- [Exercise directions]
Copy exactly the stretch of data below from the line with "filename crates/gcplot-core/src/analysis/rules/explicit_gc.rs" through the line with "heap through a", including both of those lines.

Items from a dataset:

--

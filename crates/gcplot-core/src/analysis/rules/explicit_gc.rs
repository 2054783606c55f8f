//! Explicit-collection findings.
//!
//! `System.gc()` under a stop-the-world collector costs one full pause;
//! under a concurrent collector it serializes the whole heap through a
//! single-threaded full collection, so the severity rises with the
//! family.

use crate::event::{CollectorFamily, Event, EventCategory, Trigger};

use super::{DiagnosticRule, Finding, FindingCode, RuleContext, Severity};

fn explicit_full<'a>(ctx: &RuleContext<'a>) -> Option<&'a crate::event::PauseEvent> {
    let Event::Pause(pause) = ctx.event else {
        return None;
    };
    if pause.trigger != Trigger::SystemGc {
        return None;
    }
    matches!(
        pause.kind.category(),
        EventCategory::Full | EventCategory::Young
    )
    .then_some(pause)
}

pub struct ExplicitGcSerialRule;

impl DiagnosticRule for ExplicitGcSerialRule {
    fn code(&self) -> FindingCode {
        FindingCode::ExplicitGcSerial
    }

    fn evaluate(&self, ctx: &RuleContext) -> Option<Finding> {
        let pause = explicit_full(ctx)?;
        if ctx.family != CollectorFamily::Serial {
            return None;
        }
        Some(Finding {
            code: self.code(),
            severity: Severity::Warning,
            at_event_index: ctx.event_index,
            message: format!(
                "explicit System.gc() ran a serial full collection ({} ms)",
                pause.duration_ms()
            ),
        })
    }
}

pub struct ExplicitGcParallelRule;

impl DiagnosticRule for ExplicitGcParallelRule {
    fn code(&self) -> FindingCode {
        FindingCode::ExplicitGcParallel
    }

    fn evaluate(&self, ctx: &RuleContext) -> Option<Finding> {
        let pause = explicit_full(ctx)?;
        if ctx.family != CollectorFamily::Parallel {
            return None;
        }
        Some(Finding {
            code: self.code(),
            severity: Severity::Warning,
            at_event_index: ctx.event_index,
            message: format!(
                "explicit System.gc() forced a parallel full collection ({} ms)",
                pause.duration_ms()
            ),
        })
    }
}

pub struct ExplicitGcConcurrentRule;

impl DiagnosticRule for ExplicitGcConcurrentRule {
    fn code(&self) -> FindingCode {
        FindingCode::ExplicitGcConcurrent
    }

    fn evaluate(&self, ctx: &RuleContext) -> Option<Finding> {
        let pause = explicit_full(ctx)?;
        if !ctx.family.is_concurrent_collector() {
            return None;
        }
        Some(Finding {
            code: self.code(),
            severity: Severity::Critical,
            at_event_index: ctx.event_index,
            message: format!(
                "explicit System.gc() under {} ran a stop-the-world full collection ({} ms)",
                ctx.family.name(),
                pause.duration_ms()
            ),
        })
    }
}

--

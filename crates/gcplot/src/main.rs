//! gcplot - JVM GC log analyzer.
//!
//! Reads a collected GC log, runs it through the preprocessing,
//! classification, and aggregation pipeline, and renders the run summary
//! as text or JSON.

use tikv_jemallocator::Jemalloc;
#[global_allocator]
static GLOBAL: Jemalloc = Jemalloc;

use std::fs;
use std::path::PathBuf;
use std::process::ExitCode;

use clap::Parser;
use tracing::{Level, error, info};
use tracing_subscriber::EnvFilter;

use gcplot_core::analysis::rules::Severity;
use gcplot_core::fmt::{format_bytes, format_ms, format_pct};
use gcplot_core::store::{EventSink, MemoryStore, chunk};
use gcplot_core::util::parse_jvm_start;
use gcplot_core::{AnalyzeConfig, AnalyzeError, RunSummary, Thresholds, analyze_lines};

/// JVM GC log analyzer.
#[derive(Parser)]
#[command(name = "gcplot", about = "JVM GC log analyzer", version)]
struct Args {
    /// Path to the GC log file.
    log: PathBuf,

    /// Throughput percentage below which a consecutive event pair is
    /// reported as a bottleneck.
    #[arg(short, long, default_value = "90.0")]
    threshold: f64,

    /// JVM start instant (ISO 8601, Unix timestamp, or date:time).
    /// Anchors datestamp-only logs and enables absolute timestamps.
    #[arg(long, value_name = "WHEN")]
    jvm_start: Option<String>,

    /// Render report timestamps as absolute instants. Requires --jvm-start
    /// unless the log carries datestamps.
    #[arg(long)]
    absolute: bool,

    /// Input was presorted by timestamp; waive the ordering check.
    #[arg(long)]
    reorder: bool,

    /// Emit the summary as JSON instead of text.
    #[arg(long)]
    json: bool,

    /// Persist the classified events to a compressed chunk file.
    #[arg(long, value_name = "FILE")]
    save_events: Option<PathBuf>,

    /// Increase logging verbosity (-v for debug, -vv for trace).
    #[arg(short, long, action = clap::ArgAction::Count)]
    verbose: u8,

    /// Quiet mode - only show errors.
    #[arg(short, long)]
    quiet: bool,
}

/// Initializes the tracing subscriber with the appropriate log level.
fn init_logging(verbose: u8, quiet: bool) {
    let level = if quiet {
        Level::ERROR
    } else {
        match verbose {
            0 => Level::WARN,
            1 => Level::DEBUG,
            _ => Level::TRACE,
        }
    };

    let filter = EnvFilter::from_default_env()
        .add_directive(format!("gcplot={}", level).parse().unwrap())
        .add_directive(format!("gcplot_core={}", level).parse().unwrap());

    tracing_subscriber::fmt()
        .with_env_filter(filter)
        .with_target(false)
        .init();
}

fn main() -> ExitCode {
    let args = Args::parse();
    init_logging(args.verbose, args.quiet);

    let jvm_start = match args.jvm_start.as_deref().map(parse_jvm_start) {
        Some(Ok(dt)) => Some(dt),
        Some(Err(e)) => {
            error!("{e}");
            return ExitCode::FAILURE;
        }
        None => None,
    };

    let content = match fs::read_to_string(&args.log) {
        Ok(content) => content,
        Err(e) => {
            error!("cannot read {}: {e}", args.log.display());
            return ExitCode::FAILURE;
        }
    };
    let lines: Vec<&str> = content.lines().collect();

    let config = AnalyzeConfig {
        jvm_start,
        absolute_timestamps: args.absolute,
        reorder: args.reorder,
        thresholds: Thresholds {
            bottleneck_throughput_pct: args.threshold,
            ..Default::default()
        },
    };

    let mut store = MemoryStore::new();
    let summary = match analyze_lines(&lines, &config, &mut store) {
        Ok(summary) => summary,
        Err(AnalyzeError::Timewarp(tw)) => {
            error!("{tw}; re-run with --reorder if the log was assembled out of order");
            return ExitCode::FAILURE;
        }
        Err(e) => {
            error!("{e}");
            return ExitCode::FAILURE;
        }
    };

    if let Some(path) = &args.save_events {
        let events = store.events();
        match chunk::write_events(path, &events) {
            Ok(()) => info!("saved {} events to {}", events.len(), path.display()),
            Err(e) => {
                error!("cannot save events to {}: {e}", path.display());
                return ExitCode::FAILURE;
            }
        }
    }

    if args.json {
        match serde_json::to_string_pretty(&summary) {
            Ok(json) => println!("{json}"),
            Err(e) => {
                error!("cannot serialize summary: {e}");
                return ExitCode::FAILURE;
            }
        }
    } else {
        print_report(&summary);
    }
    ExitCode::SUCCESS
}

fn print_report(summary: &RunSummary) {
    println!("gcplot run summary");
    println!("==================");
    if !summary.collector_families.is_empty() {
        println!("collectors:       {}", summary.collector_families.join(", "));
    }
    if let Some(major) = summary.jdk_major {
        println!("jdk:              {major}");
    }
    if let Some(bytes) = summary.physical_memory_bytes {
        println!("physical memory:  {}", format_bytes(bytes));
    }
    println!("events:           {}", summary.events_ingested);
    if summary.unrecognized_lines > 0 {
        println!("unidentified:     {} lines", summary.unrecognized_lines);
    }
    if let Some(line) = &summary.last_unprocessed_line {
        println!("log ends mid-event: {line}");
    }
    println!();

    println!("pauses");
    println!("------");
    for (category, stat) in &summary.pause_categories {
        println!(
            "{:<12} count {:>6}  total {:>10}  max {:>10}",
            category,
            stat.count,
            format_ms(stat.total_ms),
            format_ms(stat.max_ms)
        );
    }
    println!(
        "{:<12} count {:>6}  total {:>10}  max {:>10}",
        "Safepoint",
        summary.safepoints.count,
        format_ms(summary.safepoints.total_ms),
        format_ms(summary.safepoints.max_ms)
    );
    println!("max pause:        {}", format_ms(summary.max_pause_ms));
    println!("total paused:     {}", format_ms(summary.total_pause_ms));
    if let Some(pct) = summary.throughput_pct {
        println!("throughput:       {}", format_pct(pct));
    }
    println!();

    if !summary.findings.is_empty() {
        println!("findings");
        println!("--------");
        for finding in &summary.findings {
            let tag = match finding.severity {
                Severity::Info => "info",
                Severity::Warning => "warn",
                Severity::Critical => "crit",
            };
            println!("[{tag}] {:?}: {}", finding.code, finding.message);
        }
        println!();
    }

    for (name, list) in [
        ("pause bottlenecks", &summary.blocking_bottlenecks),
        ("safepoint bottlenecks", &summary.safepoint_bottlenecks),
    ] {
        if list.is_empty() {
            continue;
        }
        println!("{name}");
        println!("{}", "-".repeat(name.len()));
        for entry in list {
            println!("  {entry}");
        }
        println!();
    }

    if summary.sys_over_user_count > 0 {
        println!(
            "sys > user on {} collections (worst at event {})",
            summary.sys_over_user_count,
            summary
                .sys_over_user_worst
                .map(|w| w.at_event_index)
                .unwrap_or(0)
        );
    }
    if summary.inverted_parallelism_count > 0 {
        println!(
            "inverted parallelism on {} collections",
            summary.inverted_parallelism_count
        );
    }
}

--

- [Response to this exercise]
filename crates/gcplot-core/src/analysis/rules/explicit_gc.rs
repository 2054783606c55f8f
//! Explicit-collection findings.
//!
//! `System.gc()` under a stop-the-world collector costs one full pause;
//! under a concurrent collector it serializes the whole heap through a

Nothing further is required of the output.